With the Bay Bridge’s new eastern span opening in less than two weeks, Bay Area transit planners discussed looming capacity issues on the bridge and other transbay travel options at a San Francisco Planning and Urban Research Association forum earlier this week.
Sarah Dennis-Phillips from the San Francisco Planning Department discussed at the Thursday lunchtime forum held at SPUR headquarters how job and housing growth in San Francisco and the East Bay by the year 2040 will translate into more people commuting in and out of San Francisco.
“All new workers will not be living in the city,” Dennis-Phillips said. “We have to find a way to get them here.”
With 8,000 new homes and hundreds of thousands of square feet of retail space expected to be built on Treasure Island in the coming decades, she said there will be even more demand to get people into the city via car, public transit, bicycle, ferry or otherwise.
More people coming into and out of San Francisco during peak commute hours in the morning and evening may lead to the Bay Bridge being unable to handle the heavier loads by 2040, said Anthony Bruzzone from Bay Area-based planning firm Arup.
The workforce in San Francisco, according to Bruzzone, consists of 40 percent who live in the city, 40 percent who come in from the East Bay, about 12 percent from the Peninsula and the remaining 8 percent from Marin County and the North Bay.
If that geographic breakdown continues into the coming decades, the capacity to carry people across the Bay will be strained, he said.
There are 190,000 new jobs expected in the city by the year 2040, which is a 30 percent increase from the current total, he said.
He said there are about 75,000 trips made into San Francisco on the Bay Bridge per day, with about half of those trips made during the morning commute.
By 2035, the capacity of the bridge—and other transbay options such as BART—is expected to exceed its limit, especially since there hasn’t been added capacity to the “Bay corridor” since BART opened in 1974, Bruzzone said.
Before that, the Bay Bridge’s conversion into a two-deck bridge in 1963 was the last time more people were able to get across the water.
“We’ve been living off the investments of our grandparents,” Bruzzone said.
Bruzzone said a redesign concept to consider on the Bay Bridge in the coming years is a “contraflow configuration” which would allow certain lanes of traffic on the bridge to switch directions based on need and crowding.

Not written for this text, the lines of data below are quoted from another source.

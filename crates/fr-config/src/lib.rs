//! Fleet rollout configuration loading and validation.
//!
//! This crate provides:
//! - Typed Rust structs for the rollout `config.toml`
//! - Config path resolution (CLI → env → executable directory)
//! - Lenient scalar parsing with recorded notices
//! - Semantic validation
//! - First-run template bootstrap
//! - Config snapshots for run logs

pub mod load;
pub mod resolve;
pub mod settings;
pub mod snapshot;
pub mod template;
pub mod validate;

pub use load::{load_config, parse_config, ConfigError, LoadedConfig, ParsedConfig};
pub use resolve::{resolve_config_path, ConfigLocation, ConfigSource};
pub use settings::{ServiceManagerKind, ServiceSettings, StopPolicy, UpdateConfig};
pub use snapshot::ConfigSnapshot;
pub use template::{write_template, CONFIG_TEMPLATE};
pub use validate::{validate_config, ValidationError, ValidationResult};

/// Backup files kept per category when the config omits or garbles the count.
pub const DEFAULT_BACKUP_RETENTION: usize = 3;

/// Default timeout for a single service stop/start.
pub const DEFAULT_SERVICE_TIMEOUT_SECS: u64 = 60;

This proposed system would purportedly help alleviate increasing congestion at the toll plaza from more and more cars that will inevitably be driving on the bridge once BART trains become too crowded, he said.
“At some point we run out of ways to get people in and out of town,” Bruzzone said.

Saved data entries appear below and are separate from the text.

impl<'a> UpdateDriver<'a> {
    pub fn new(
        config: &'a UpdateConfig,
        controller: &'a dyn ServiceController,
        ctx: LogContext,
    ) -> Self {
        Self {
            config,
            controller,
            namer: BackupNamer::today(&config.author),
            ctx,
        }
    }

    /// Use a fixed backup namer instead of today's date.
    pub fn with_namer(mut self, namer: BackupNamer) -> Self {
        self.namer = namer;
        self
    }

    /// Update every instance in ascending id order.
    pub fn run(&self, instances: &BTreeMap<String, Instance>, sources: &SourceSet) -> RunSummary {
        let mut summary = RunSummary {
            run_id: self.ctx.run_id.clone(),
            total: instances.len(),
            ..RunSummary::default()
        };

        log_event!(
            self.ctx,
            INFO,
            event_names::RUN_STARTED,
            Stage::Init,
            "Starting rollout",
            instances = instances.len(),
            sources = sources.len(),
            target_version = display(&self.config.exe_version)
        );

        let mut remaining = instances.values();
        for instance in remaining.by_ref() {
            let mut outcome = InstanceOutcome {
                id: instance.id.clone(),
                service: self.config.service_name(&instance.id),
                ..InstanceOutcome::default()
            };

            let step = self.update_instance(instance, sources, &mut outcome);
            let abort = match step {
                StepOutcome::Continue => {
                    summary.success += 1;
                    outcome.succeeded = true;
                    summary.updated_services.push(outcome.service.clone());
                    None
                }
                StepOutcome::SkipInstance(reason) => {
                    summary.fail += 1;
                    outcome.failure = Some(reason);
                    None
                }
                StepOutcome::AbortRun(reason) => {
                    summary.fail += 1;
                    Some(reason)
                }
            };
            summary.outcomes.push(outcome);

            log_event!(
                self.ctx,
                INFO,
                event_names::RUN_PROGRESS,
                Stage::Summary,
                "Update progress",
                success = summary.success,
                fail = summary.fail,
                total = summary.total
            );

            if let Some(reason) = abort {
                log_event!(
                    self.ctx,
                    ERROR,
                    event_names::RUN_ABORTED,
                    Stage::Summary,
                    "Rollout stopped",
                    reason = display(&reason)
                );
                summary.aborted = Some(reason);
                break;
            }
        }
        summary.not_attempted = remaining.map(|i| i.id.clone()).collect();

        log_event!(
            self.ctx,
            INFO,
            event_names::RUN_FINISHED,
            Stage::Summary,
            "Rollout finished",
            success = summary.success,
            fail = summary.fail,
            total = summary.total
        );
        summary
    }

    /// Run the protocol for one instance, recording details into `outcome`.
    pub fn update_instance(
        &self,
        instance: &Instance,
        sources: &SourceSet,
        outcome: &mut InstanceOutcome,
    ) -> StepOutcome {
        let ctx = self.ctx.for_instance(&instance.id);
        let base = instance.base_path.as_path();

        let Some(exe_path) = instance.exe_path.as_deref() else {
            log_event!(
                ctx,
                ERROR,
                event_names::INSTANCE_SKIPPED,
                Stage::Discover,
                "Instance has no executable path"
            );
            return StepOutcome::SkipInstance(FailureReason::NoExecutablePath);
        };
        log_event!(
            ctx,
            INFO,
            event_names::INSTANCE_STARTED,
            Stage::Backup,
            "Updating instance",
            path = display(base.display())
        );

        match self.namer.move_aside(exe_path) {
            Ok(Some(backup)) => {
                log_event!(
                    ctx,
                    INFO,
                    event_names::BACKUP_RENAMED,
                    Stage::Backup,
                    "Executable moved aside",
                    to = display(backup.display())
                );
                outcome.backups.push(backup);
            }
            Ok(None) => {}
            Err(e) => {
                log_event!(
                    ctx,
                    ERROR,
                    event_names::BACKUP_RENAME_FAILED,
                    Stage::Backup,
                    "Cannot move executable aside",
                    file = display(exe_path.display()),
                    error = display(&e)
                );
                return StepOutcome::SkipInstance(FailureReason::BackupFailed {
                    error: e.to_string(),
                });
            }
        }

        // Live names are never pruned: every shipped file plus the canonical exe.
        let canonical = self.config.exe_file_name(&instance.id);
        let mut live: Vec<&str> = sources.iter().map(|(name, _)| name).collect();
        live.push(canonical.as_str());

        for (name, source) in sources.iter() {
            if name != self.config.source_exe_name {
                self.retire_auxiliary(&ctx, base, name, &live, outcome);
            }
            match fs::copy(source, base.join(name)) {
                Ok(_) => {
                    log_event!(
                        ctx,
                        DEBUG,
                        event_names::INSTALL_COPIED,
                        Stage::Install,
                        "Copied",
                        file = name
                    );
                    outcome.installed.push(name.to_string());
                }
                Err(e) => {
                    log_event!(
                        ctx,
                        ERROR,
                        event_names::INSTALL_COPY_FAILED,
                        Stage::Install,
                        "Copy failed",
                        file = name,
                        from = display(source.display()),
                        error = display(&e)
                    );
                    outcome.copy_failures.push(name.to_string());
                }
            }
        }

        let copied_exe = base.join(&self.config.source_exe_name);
        if let Err(e) = fs::rename(&copied_exe, exe_path) {
            log_event!(
                ctx,
                ERROR,
                event_names::INSTALL_RENAME_FAILED,
                Stage::Install,
                "Cannot rename executable",
                from = display(copied_exe.display()),
                to = display(exe_path.display()),
                error = display(&e)
            );
            return StepOutcome::SkipInstance(FailureReason::InstallFailed {
                error: e.to_string(),
            });
        }

        let verification = verify_installed_version(exe_path, &self.config.exe_version);
        outcome.version = verification.version.clone();
        if !verification.passed {
            log_event!(
                ctx,
                ERROR,
                event_names::VERIFY_MISMATCH,
                Stage::Verify,
                "Installed version does not match",
                expected = display(&verification.expected),
                actual = verification.version.as_deref().unwrap_or("-"),
                error = verification.error.as_deref().unwrap_or("-")
            );
            outcome.failure = Some(FailureReason::VersionMismatch {
                expected: verification.expected.clone(),
                actual: verification.version.clone(),
            });
            return StepOutcome::AbortRun(AbortReason::VersionMismatch {
                instance: instance.id.clone(),
                expected: verification.expected,
                actual: verification.version,
            });
        }
        log_event!(
            ctx,
            INFO,
            event_names::VERIFY_PASSED,
            Stage::Verify,
            "Version verified",
            version = display(&self.config.exe_version)
        );

        let pruned = prune_backups(
            base,
            &live,
            &[EXE_SUFFIX.to_string()],
            self.config.backup_retention,
        );
        self.record_prune(&ctx, pruned, outcome);

        let service = self.config.service_name(&instance.id);
        let report = restart_service(self.controller, &service);
        let restarted = report.succeeded();
        if restarted {
            log_event!(
                ctx,
                INFO,
                event_names::RESTART_OK,
                Stage::Restart,
                "Service restarted",
                service = display(&service),
                pid_before = display(pid_label(report.pid_before)),
                pid_after = display(pid_label(report.pid_after))
            );
        }
        outcome.restart = Some(report);
        if !restarted {
            log_event!(
                ctx,
                ERROR,
                event_names::RESTART_FAILED,
                Stage::Restart,
                "Service restart failed",
                service = display(&service),
                policy = display(&self.config.stop_policy)
            );
            return self.restart_failure(&ctx, &instance.id, service, outcome);
        }

        log_event!(
            ctx,
            INFO,
            event_names::INSTANCE_UPDATED,
            Stage::Restart,
            "Instance updated and restarted",
            service = display(&service),
            version = display(&self.config.exe_version)
        );
        StepOutcome::Continue
    }

    /// Move a live auxiliary file aside and trim that file's backups.
    fn retire_auxiliary(
        &self,
        ctx: &LogContext,
        base: &Path,
        name: &str,
        live: &[&str],
        outcome: &mut InstanceOutcome,
    ) {
        match self.namer.move_aside(&base.join(name)) {
            Ok(Some(backup)) => {
                log_event!(
                    ctx,
                    DEBUG,
                    event_names::BACKUP_RENAMED,
                    Stage::Backup,
                    "File moved aside",
                    file = name,
                    to = display(backup.display())
                );
                outcome.backups.push(backup);
            }
            Ok(None) => {}
            Err(e) => {
                log_event!(
                    ctx,
                    WARN,
                    event_names::BACKUP_RENAME_FAILED,
                    Stage::Backup,
                    "Cannot move file aside",
                    file = name,
                    error = display(&e)
                );
            }
        }

        // An empty suffix would match every file in the directory.
        let (_, suffix) = split_file_name(name);
        if suffix.is_empty() {
            return;
        }
        let pruned = prune_backups(
            base,
            live,
            &[suffix.to_string()],
            self.config.backup_retention,
        );
        self.record_prune(ctx, pruned, outcome);
    }

    fn record_prune(&self, ctx: &LogContext, pruned: PruneOutcome, outcome: &mut InstanceOutcome) {
        for failure in &pruned.failed {
            log_event!(
                ctx,
                WARN,
                event_names::PRUNE_FAILED,
                Stage::Prune,
                "Cannot delete old backup",
                file = display(failure.path.display()),
                error = display(&failure.error)
            );
        }
        for path in &pruned.deleted {
            log_event!(
                ctx,
                INFO,
                event_names::PRUNE_DELETED,
                Stage::Prune,
                "Deleted old backup",
                file = display(path.display())
            );
        }
        outcome.pruned.extend(pruned.deleted);
    }

    fn restart_failure(
        &self,
        ctx: &LogContext,
        instance: &str,
        service: String,
        outcome: &mut InstanceOutcome,
    ) -> StepOutcome {
        let policy = self.config.stop_policy.clone();
        outcome.failure = Some(FailureReason::RestartFailed {
            service: service.clone(),
            policy: policy.clone(),
        });
        match policy {
            StopPolicy::Abort => StepOutcome::AbortRun(AbortReason::RestartFailed {
                instance: instance.to_string(),
                service,
            }),
            StopPolicy::Continue => StepOutcome::SkipInstance(FailureReason::RestartFailed {
                service,
                policy,
            }),
            StopPolicy::Unrecognized(ref raw) => {
                log_event!(
                    ctx,
                    WARN,
                    event_names::POLICY_UNRECOGNIZED,
                    Stage::Restart,
                    "Unrecognized stop policy, continuing",
                    value = display(raw)
                );
                StepOutcome::SkipInstance(FailureReason::RestartFailed {
                    service,
                    policy: policy.clone(),
                })
            }
        }
    }
}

With a congested toll plaza, the highway system starts to break down as well, with cars backing onto Oakland freeways, he said.
Ridership levels have been steady on the Bay Bridge in the past 20 years, while BART has carried increasing numbers of riders.
Robert Mitroff, BART’s fleet and capacity manager, said station and platform crowding at San Francisco stations is also a growing worry along with crowded cars as more passengers take to the transit system.
BART has a maximum standard of 107 passengers both standing and sitting in each car. That is a limit BART officials aim to maintain as trains take on more passengers, which tends to slow down the system.
“The more crowded cars are, the longer it takes for people to get off,” Mitroff said.
Based on projections from current figures, by 2030 there will be 134 passengers jammed into BART cars unless new trains are purchased, he said.
There is a demand for more trains but that requires funding to acquire the costly vehicles, he said.
The BART system currently handles 400,000 daily trips through the Transbay Tube and that number is expected to reach 500,000 by around 2020. Once it hits 750,000 daily rides, Mitroff says the transit system will reach its threshold.
Mitroff predicted by 2030, major investments to modify the BART system will need to be made—such as more space on platforms and alternative methods to handle delays at clogged downtown San Francisco stations.
Bicycling could be another option to relieve congestion crossing between the East Bay and San Francisco, but East Bay Bicycle Coalition board member Sandra Hamlat said that travel option is currently non-existent.
The new eastern span of the Bay Bridge that is opening on Sept. 3 has a bike and pedestrian path that will end about two-thirds of the way across to Yerba Buena and Treasure islands.
The bike pathway onto the mid-span islands is expected to be completed by early 2015 once crews take apart and remove a portion of the old eastern span that is currently blocking the path’s access to the islands.
However, the “bicycle pier”—as Hamlat called the bike path – will still not give riders or pedestrians a way to go all the way across the Bay.
There are plans under discussion to continue the path on the western span and into San Francisco, but that project is decades in the making and already facing obstacles, such as how to get bicyclists onto street level once arriving on the San Francisco side, Hamlat said.
“It took years of relentless advocacy … to produce what we have now,” Hamlat said. “It will take a few more years to see the bike path completely extend into San Francisco.”
The entire Bay Bridge will be closed starting 8 p.m. Wednesday and is scheduled to reopen the day after Labor Day at 5 a.m. when the new eastern span—a $6.4 billion project—will officially open.